__Your objective__: When a line of the entries contains "Self", please list that line.

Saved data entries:
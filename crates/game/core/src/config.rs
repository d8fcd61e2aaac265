/// Run configuration constants and tunable parameters.
#[derive(Clone, Debug, PartialEq, Eq)]
#[cfg_attr(feature = "serde", derive(serde::Serialize, serde::Deserialize))]
#[cfg_attr(feature = "serde", serde(default))]
pub struct GameConfig {
    /// Upper bound on turns in a single encounter. An encounter that reaches
    /// this many turns without a defeat ends in a draw.
    pub max_turns: u32,

    /// Number of turns a status effect lasts when applied without an explicit
    /// duration.
    pub status_duration: u32,
}

impl GameConfig {
    // ===== compile-time constants used as type parameters =====
    /// Maximum number of items an actor can have equipped at once.
    pub const MAX_EQUIPPED: usize = 8;
    /// Maximum number of tags a single item can carry.
    pub const MAX_ITEM_TAGS: usize = 4;
    /// Maximum number of tags the vocabulary can declare.
    pub const MAX_TAGS: usize = 64;
    pub const MAX_STATUS_EFFECTS: usize = 8;

    // ===== runtime-tunable defaults =====
    pub const DEFAULT_MAX_TURNS: u32 = 200;
    pub const DEFAULT_STATUS_DURATION: u32 = 3;

    pub fn new() -> Self {
        Self {
            max_turns: Self::DEFAULT_MAX_TURNS,
            status_duration: Self::DEFAULT_STATUS_DURATION,
        }
    }

    pub fn with_max_turns(max_turns: u32) -> Self {
        Self {
            max_turns,
            ..Self::new()
        }
    }
}

impl Default for GameConfig {
    fn default() -> Self {
        Self::new()
    }
}
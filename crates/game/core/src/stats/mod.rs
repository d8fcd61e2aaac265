//! Damage modifier arithmetic shared by the combat stages.
pub mod bonus;

pub use bonus::{Bonus, BonusStack};
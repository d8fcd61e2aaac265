//! Run configuration loader.

use std::path::Path;

use rogue_core::GameConfig;

use crate::loaders::{LoadResult, read_file};

/// Loader for run configuration from TOML files.
pub struct ConfigLoader;

impl ConfigLoader {
    /// Load config data from a TOML file.
    ///
    /// # Arguments
    ///
    /// * `path` - Path to the TOML file containing GameConfig
    pub fn load(path: &Path) -> LoadResult<GameConfig> {
        let content = read_file(path)?;
        let config: GameConfig = toml::from_str(&content)
            .map_err(|e| anyhow::anyhow!("Failed to parse config TOML: {}", e))?;

        Ok(config)
    }
}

__Reply__:
    pub fn new() -> Self {
        Self {
            max_turns: Self::DEFAULT_MAX_TURNS,
            status_duration: Self::DEFAULT_STATUS_DURATION,
    pub fn with_max_turns(max_turns: u32) -> Self {
        Self {
            ..Self::new()
    fn default() -> Self {
        Self::new()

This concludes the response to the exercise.